Dans le document Droit des enfants en situation de handicap (Page 159-164)

II LES LIMITES DE LA LEGISLATION SUISSE

C. Le retard dans l’adoption d’une législation moderne sur les droits des handicapés et ses limites

La conception réductrice du handicap qu’on vient de présenter est encore largement présente en Suisse. Depuis quelques années, on a toutefois assisté à l’adoption de nouvelles normes juridiques qui ont contribué à donner une vision plus moderne du handicap.

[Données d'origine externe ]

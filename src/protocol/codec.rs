//! Frame encoding and decoding.
//!
//! Frames are JSON text. Decoding distinguishes two failure classes:
//!
//! | Failure | Error | Scope |
//! |---------|-------|-------|
//! | Not JSON | [`Error::Decode`] | Whole channel |
//! | JSON, but not an envelope | [`Error::Protocol`] | One message |

// ============================================================================
// Imports
// ============================================================================

use serde_json::Value;

use crate::error::{Error, Result};

use super::Envelope;

// ============================================================================
// Codec
// ============================================================================

/// Serializes an envelope into a text frame.
///
/// # Errors
///
/// Returns [`Error::Json`] if a payload value cannot be serialized.
pub fn encode(envelope: &Envelope) -> Result<String> {
    Ok(serde_json::to_string(envelope)?)
}

/// Parses a text frame as JSON without validating the envelope.
///
/// Control frames (handshake, open, close, data) are routed by event name
/// alone, so callers inspect the raw value before [`Envelope::from_value`].
///
/// # Errors
///
/// Returns [`Error::Decode`] if the frame is not valid JSON.
pub fn parse(frame: &str) -> Result<Value> {
    serde_json::from_str(frame).map_err(|e| Error::decode(e.to_string()))
}

/// Parses a text frame into an envelope.
///
/// # Errors
///
/// - [`Error::Decode`] if the frame is not valid JSON
/// - [`Error::Protocol`] if the JSON is not a valid envelope
pub fn decode(frame: &str) -> Result<Envelope> {
    Envelope::from_value(parse(frame)?)
}

/// Returns the `event` field of a parsed frame.
#[must_use]
pub fn event_name(value: &Value) -> Option<&str> {
    value.get("event")?.as_str()
}

// ============================================================================
// Tests
// ============================================================================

1. L’interdiction de discriminer

Dans le cadre de la révision totale de la Constitution fédérale entrée en vigueur le 1er janvier 2000, on a adopté un nouvel article 8 al. 2 Cst. qui affirme que « nul ne doit subir de discrimination du fait d’une déficience physique,

mentale ou psychique ». Il s’agit d’un droit fondamental directement justiciable qui

interdit toute forme de discrimination directe et indirecte envers les personnes handicapées. En tant que droit fondamental il est directement invocable à chaque personne handicapée. S’il est vrai que du point strictement juridique l’interdiction de discriminer découlait déjà de l’égalité de traitement garantie par l’ancienne Constitution fédérale, il est incontestable que l’adoption de la règle susmentionnée renforce l’obligation de lutter contre la discrimination des personnes handicapées10. Encore faut-il préciser quel est le contenu réel de l’interdiction de discriminer. Selon la théorie de « l’Anknüpfungsverbot » développée surtout en Allemagne, il y a discrimination si on utilise l’état de santé comme un critère juridique pour traiter de manière inégale les personnes handicapées. Cette théorie prône une neutralité totale du système juridique par rapport au handicap. Elle a fait l’objet d’un certain nombre de critiques. La principale objection est celle de dire que l’interdiction totale d’utiliser le critère de l’état de santé interdit aussi la possibilité de développer une législation spéciale destinée à soutenir les personnes handicapées. Cette critique n’est pas fondée. L’interprétation historique et téléologique des dispositions visant à interdire la discrimination montre en effet qu’elles n’ont pas été conçues afin de rendre plus difficile la mise en place de telles lois, mais exclusivement pour protéger le groupe de personnes concernées. Malgré cela, la théorie susmentionnée n’a pas encore trouvé une place stable en Suisse11. L’utilisation de critères liés à l’état de santé afin de fonder des inégalités de traitement demeure ainsi possible lorsque l’inégalité repose sur des motifs

justificatifs qualifiés. La notion de discrimination utilisée en Suisse s’apparente

donc à la jurisprudence sur les «suspect classification» appliquée aux Etats-Unis : il est possible de traiter de manière inégale une personne handicapée si on est en mesure d’apporter une preuve qualifiée qu’il existe un intérêt public pertinent et prépondérant pour le faire.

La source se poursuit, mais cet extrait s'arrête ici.